**Assigned task:**
From the entries below, transcribe exactly the lines between the line holding "pub fn matches(&self, vendor_id: u16, product_id: u16)" and the line holding "fn fmt(&self, f: &mut", inclusive; skip all other lines.

═══ Available data

//! Device filter table
//!
//! Vendor/product pairs a host device picker uses to find a device that has
//! re-enumerated in accessory mode.

use serde::{Deserialize, Serialize};
use std::fmt;
use std::str::FromStr;

/// Google's vendor id, used by every accessory-mode device
pub const AOA_VENDOR_ID: u16 = 0x18d1;

/// Vendor/product match criteria
#[derive(Debug, Clone, Copy, PartialEq, Eq, Hash, Serialize, Deserialize)]
pub struct DeviceFilter {
    pub vendor_id: u16,
    pub product_id: u16,
}

impl DeviceFilter {
    pub const fn new(vendor_id: u16, product_id: u16) -> Self {
        Self {
            vendor_id,
            product_id,
        }
    }

    pub fn matches(&self, vendor_id: u16, product_id: u16) -> bool {
        self.vendor_id == vendor_id && self.product_id == product_id
    }
}

impl fmt::Display for DeviceFilter {
    fn fmt(&self, f: &mut fmt::Formatter<'_>) -> fmt::Result {
        write!(f, "{:04x}:{:04x}", self.vendor_id, self.product_id)
    }
}

impl FromStr for DeviceFilter {
    type Err = String;

    /// Parse `VID:PID` in hex, with or without a `0x` prefix
    fn from_str(s: &str) -> Result<Self, Self::Err> {
        let (vid, pid) = s
            .split_once(':')
            .ok_or_else(|| format!("Invalid device filter '{}': expected VID:PID", s))?;

        let parse = |part: &str| {
            let digits = part
                .trim()
                .trim_start_matches("0x")
                .trim_start_matches("0X");
            u16::from_str_radix(digits, 16)
                .map_err(|_| format!("Invalid hex id '{}' in device filter '{}'", part, s))
        };

        Ok(Self::new(parse(vid)?, parse(pid)?))
    }
}

/// Accessory, and accessory + ADB
pub const AOA_DEFAULT_DEVICE_FILTERS: &[DeviceFilter] = &[
    DeviceFilter::new(AOA_VENDOR_ID, 0x2d00),
    DeviceFilter::new(AOA_VENDOR_ID, 0x2d01),
];

/// Audio, audio + ADB, accessory + audio, accessory + audio + ADB
pub const AOA_AUDIO_DEVICE_FILTERS: &[DeviceFilter] = &[
    DeviceFilter::new(AOA_VENDOR_ID, 0x2d02),
    DeviceFilter::new(AOA_VENDOR_ID, 0x2d03),
    DeviceFilter::new(AOA_VENDOR_ID, 0x2d04),
    DeviceFilter::new(AOA_VENDOR_ID, 0x2d05),
];

/// Whether any filter in `filters` matches
pub fn matches_any(filters: &[DeviceFilter], vendor_id: u16, product_id: u16) -> bool {
    filters.iter().any(|f| f.matches(vendor_id, product_id))
}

══════

**Response to this exercise:**
    pub fn matches(&self, vendor_id: u16, product_id: u16) -> bool {
        self.vendor_id == vendor_id && self.product_id == product_id
    }
}

impl fmt::Display for DeviceFilter {
    fn fmt(&self, f: &mut fmt::Formatter<'_>) -> fmt::Result {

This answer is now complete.